::: Material for this exercise
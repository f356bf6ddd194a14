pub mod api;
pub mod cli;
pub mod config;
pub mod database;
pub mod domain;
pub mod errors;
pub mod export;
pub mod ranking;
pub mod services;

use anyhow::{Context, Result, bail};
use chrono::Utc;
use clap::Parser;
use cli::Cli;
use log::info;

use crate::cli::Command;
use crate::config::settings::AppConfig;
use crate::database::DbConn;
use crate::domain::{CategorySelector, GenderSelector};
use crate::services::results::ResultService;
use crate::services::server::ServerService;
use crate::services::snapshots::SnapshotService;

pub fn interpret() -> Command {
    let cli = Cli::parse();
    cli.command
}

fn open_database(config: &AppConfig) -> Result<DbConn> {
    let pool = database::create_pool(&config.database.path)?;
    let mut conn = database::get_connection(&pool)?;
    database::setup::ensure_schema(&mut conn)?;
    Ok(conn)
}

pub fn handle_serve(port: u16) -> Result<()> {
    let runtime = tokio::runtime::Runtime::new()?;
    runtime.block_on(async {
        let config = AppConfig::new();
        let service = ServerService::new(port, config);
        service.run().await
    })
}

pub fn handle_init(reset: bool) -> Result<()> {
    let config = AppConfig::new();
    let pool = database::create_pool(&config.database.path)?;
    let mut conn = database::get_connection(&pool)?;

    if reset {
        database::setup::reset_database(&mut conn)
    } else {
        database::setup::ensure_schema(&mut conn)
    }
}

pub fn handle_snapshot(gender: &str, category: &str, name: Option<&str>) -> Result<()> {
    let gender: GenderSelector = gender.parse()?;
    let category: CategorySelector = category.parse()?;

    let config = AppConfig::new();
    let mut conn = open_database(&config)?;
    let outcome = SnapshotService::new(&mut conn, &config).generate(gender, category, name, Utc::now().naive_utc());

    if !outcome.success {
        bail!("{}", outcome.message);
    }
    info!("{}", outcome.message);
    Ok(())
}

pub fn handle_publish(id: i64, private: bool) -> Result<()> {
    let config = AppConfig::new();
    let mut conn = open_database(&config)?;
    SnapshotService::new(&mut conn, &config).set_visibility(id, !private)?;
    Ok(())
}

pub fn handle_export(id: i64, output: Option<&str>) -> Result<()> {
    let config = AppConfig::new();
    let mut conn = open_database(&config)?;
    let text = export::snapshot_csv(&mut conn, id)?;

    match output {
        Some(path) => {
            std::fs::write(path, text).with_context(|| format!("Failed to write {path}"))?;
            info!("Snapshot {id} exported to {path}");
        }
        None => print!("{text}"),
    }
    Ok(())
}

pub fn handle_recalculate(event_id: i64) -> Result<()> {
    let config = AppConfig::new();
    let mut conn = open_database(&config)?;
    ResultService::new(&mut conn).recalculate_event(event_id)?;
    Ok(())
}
::::::
» Exercise directions: Filter by the word "SnapshotService": copy every line of the data that holds it.

» Answer to this task:
use crate::services::snapshots::SnapshotService;
    let outcome = SnapshotService::new(&mut conn, &config).generate(gender, category, name, Utc::now().naive_utc());
    SnapshotService::new(&mut conn, &config).set_visibility(id, !private)?;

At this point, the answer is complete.